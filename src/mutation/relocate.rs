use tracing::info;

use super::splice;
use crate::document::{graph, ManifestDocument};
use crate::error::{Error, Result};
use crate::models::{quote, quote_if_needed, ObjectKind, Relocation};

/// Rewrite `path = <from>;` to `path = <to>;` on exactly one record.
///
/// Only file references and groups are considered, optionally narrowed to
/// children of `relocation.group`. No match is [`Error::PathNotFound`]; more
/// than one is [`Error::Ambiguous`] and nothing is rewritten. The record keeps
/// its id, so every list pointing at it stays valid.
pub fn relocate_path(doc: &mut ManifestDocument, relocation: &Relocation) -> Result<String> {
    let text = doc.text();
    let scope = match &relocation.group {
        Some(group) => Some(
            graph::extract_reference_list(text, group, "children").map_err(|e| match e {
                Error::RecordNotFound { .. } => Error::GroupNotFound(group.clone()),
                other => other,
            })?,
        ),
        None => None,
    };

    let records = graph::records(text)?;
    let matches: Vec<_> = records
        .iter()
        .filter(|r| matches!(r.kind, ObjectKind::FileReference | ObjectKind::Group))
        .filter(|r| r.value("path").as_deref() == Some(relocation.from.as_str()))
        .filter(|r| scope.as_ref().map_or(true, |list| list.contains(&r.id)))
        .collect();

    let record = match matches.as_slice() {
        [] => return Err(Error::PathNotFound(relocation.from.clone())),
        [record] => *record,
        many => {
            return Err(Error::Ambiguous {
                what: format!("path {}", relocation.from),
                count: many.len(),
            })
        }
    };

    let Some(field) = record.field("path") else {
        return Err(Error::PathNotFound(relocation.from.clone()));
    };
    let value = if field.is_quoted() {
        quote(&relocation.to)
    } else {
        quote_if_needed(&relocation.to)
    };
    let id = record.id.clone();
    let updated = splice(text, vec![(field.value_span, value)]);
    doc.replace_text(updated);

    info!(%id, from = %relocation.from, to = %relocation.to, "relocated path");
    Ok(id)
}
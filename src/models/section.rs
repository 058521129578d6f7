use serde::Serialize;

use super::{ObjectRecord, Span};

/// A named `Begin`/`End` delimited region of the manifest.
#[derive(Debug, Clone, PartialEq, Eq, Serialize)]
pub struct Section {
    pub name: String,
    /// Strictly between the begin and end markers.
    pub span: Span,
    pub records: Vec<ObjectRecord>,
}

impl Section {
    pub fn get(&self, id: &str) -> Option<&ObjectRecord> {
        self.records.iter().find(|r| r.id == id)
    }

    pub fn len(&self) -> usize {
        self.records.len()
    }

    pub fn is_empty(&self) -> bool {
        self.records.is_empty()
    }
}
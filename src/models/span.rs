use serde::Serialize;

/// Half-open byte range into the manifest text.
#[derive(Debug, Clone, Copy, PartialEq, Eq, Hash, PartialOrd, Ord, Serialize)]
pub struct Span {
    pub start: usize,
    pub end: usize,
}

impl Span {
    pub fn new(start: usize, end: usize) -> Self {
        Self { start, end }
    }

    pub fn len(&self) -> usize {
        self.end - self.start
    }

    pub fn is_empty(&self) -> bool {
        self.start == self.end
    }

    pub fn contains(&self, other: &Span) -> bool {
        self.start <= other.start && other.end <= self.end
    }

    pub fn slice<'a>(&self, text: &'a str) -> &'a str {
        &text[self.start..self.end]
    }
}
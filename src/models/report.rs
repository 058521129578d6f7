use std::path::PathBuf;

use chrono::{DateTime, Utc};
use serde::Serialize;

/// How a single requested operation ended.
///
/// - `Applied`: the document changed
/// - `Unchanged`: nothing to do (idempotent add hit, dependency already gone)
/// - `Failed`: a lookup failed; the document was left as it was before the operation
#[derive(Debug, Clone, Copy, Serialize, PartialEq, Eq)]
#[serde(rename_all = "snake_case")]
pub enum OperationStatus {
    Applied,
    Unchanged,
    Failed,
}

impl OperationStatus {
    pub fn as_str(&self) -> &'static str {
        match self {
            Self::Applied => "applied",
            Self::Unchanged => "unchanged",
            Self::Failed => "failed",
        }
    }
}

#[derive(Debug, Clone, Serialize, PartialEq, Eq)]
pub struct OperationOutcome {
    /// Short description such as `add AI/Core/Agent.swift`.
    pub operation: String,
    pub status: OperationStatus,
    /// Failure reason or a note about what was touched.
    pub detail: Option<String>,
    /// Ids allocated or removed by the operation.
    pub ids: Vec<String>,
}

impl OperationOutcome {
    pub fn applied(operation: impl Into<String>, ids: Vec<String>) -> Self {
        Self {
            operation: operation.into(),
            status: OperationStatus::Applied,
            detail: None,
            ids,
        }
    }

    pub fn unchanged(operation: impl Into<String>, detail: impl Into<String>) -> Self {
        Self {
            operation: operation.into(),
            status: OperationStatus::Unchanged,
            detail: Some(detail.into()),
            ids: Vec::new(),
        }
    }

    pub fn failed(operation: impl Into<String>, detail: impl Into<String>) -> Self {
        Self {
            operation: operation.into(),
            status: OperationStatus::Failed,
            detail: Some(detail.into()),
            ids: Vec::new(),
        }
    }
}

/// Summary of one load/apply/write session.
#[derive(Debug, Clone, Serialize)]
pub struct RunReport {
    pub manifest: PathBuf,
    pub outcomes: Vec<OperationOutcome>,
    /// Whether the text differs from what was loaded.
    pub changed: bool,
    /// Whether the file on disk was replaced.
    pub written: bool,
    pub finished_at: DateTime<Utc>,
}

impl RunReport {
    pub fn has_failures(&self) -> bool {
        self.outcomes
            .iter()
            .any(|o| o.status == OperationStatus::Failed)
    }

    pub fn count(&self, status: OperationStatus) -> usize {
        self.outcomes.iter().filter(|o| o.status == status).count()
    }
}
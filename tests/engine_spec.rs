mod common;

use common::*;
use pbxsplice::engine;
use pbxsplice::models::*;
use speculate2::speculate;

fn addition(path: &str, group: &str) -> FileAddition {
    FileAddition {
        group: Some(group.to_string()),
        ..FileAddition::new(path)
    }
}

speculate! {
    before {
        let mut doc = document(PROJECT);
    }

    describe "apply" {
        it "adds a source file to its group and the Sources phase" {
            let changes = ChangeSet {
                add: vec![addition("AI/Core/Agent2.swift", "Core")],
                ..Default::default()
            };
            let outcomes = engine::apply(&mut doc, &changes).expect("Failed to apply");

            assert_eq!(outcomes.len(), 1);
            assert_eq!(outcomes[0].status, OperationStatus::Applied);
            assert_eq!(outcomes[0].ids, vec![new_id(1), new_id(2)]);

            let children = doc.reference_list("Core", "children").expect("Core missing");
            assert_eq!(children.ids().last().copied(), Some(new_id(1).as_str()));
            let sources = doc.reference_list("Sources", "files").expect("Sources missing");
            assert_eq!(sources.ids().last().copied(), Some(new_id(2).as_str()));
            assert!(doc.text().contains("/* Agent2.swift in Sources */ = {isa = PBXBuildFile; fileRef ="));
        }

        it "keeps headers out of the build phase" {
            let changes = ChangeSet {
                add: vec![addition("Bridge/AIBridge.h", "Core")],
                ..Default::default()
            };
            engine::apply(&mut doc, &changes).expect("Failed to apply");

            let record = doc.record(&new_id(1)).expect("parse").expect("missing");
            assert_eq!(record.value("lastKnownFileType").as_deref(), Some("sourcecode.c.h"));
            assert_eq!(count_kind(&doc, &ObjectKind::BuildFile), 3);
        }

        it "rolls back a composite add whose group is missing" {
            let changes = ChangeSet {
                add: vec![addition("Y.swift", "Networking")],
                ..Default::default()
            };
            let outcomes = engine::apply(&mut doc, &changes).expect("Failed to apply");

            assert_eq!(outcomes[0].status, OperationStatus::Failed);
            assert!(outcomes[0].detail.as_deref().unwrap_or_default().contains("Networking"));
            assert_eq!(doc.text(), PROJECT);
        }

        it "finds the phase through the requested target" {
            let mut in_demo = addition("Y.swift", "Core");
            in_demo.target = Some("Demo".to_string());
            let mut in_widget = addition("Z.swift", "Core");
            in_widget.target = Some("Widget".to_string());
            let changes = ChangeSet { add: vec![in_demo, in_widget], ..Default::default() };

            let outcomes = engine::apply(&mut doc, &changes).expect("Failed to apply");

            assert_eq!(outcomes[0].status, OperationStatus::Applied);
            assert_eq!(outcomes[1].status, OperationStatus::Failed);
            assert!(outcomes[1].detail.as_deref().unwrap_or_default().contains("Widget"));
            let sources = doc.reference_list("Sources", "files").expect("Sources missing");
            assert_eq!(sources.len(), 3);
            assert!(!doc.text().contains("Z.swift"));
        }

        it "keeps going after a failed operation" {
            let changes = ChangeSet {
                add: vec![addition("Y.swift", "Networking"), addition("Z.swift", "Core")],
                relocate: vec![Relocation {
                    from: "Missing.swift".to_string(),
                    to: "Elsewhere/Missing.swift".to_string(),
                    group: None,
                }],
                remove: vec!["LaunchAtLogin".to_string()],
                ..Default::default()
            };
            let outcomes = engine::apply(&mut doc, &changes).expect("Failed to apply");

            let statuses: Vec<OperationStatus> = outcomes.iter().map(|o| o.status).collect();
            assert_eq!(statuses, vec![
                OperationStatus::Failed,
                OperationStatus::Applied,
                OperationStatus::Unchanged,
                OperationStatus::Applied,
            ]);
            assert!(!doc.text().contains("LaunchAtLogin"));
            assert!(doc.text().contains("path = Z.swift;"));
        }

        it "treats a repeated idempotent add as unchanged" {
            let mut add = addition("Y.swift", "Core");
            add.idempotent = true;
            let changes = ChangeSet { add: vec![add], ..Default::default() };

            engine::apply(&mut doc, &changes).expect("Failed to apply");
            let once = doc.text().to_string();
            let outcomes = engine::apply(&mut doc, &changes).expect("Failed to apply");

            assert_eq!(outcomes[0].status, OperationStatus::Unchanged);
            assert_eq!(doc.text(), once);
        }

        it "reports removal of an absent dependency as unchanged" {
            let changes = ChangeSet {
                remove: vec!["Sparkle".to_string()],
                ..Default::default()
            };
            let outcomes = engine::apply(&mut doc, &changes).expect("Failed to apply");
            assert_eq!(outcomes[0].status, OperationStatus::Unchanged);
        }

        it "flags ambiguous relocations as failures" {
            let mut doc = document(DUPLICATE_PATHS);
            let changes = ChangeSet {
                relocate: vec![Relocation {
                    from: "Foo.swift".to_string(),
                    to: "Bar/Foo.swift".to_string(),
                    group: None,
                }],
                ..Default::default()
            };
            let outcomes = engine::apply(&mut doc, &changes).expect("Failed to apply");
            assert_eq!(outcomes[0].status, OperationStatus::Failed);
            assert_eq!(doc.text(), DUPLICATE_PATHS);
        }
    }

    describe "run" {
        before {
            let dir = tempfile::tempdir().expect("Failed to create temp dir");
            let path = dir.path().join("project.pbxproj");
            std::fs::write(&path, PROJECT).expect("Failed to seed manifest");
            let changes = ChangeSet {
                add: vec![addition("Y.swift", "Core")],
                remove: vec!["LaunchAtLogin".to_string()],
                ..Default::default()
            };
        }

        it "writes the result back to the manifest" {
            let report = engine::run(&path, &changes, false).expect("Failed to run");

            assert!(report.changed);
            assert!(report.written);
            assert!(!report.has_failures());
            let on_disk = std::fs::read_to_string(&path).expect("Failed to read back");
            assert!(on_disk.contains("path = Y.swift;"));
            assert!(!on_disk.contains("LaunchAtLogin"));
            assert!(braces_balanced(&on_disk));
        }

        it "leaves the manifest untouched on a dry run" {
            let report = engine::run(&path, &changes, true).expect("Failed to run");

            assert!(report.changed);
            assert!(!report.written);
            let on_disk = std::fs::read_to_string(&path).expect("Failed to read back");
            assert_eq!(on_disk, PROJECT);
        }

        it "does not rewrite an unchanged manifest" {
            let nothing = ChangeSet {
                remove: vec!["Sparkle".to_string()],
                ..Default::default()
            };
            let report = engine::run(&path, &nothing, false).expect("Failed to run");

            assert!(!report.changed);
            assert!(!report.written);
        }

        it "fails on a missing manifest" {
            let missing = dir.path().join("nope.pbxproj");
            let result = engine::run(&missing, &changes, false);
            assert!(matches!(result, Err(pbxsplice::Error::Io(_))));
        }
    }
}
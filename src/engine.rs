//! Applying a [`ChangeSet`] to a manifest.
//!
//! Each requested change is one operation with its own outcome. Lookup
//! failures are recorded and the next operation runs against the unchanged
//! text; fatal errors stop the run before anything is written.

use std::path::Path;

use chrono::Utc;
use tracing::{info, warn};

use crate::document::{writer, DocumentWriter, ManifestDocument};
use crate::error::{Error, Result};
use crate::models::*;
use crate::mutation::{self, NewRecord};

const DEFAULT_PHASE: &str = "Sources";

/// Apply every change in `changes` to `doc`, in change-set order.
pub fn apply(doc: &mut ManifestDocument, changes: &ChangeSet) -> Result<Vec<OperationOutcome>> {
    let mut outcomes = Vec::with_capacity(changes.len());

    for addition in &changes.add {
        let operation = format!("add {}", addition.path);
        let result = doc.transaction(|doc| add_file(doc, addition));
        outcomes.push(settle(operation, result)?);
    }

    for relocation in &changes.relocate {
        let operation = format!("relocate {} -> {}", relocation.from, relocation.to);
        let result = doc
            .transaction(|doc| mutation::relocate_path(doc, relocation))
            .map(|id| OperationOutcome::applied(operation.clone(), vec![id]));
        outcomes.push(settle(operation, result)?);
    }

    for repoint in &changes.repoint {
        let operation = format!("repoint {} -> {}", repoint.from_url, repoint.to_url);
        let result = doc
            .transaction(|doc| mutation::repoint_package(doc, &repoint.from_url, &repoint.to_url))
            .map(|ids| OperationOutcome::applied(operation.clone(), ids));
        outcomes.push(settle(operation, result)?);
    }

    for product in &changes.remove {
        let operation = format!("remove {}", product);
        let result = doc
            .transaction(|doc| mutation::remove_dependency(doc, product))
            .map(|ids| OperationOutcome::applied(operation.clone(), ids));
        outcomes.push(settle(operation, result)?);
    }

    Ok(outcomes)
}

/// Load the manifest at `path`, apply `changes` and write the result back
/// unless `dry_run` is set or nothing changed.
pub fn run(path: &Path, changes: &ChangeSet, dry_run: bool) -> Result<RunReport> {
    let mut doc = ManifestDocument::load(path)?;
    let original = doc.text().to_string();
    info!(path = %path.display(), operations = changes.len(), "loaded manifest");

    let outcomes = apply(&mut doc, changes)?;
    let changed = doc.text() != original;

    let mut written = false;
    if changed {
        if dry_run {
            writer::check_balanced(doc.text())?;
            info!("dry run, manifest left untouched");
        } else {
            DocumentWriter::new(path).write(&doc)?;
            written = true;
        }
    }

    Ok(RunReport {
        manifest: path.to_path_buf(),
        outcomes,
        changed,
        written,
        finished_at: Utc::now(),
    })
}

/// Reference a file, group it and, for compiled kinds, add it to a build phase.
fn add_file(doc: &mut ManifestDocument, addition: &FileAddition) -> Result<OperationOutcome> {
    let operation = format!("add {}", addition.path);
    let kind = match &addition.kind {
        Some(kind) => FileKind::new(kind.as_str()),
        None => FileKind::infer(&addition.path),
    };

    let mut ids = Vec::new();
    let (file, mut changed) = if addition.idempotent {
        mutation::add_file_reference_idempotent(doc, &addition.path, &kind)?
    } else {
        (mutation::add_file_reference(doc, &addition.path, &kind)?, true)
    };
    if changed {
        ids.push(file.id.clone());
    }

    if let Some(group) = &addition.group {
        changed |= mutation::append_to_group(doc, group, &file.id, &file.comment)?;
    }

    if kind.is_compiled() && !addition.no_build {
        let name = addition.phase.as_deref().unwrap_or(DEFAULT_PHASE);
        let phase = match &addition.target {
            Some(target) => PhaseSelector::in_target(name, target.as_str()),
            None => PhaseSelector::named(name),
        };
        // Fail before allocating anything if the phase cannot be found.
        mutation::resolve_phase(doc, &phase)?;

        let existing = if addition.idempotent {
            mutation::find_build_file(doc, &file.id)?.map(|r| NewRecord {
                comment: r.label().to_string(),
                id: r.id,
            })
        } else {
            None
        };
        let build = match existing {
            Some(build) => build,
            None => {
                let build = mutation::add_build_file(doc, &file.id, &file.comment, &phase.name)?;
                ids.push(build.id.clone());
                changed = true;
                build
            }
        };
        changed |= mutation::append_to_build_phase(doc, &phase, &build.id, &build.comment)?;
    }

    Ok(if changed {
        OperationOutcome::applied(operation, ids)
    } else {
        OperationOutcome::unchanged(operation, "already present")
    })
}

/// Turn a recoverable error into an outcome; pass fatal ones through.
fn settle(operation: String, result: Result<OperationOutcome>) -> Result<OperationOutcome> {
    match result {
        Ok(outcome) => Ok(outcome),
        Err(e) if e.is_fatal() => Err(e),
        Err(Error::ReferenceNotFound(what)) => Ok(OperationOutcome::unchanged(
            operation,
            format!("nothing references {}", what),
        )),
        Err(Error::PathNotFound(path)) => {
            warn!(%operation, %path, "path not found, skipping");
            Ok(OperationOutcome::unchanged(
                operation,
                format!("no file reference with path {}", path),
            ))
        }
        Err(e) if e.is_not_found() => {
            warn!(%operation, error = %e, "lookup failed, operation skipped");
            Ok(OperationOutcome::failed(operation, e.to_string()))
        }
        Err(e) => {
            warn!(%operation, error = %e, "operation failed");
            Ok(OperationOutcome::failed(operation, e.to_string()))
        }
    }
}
****
What you will do: Read through the records above and copy the lines that contain "anything".

Exercise response:
//! text; fatal errors stop the run before anything is written.
        // Fail before allocating anything if the phase cannot be found.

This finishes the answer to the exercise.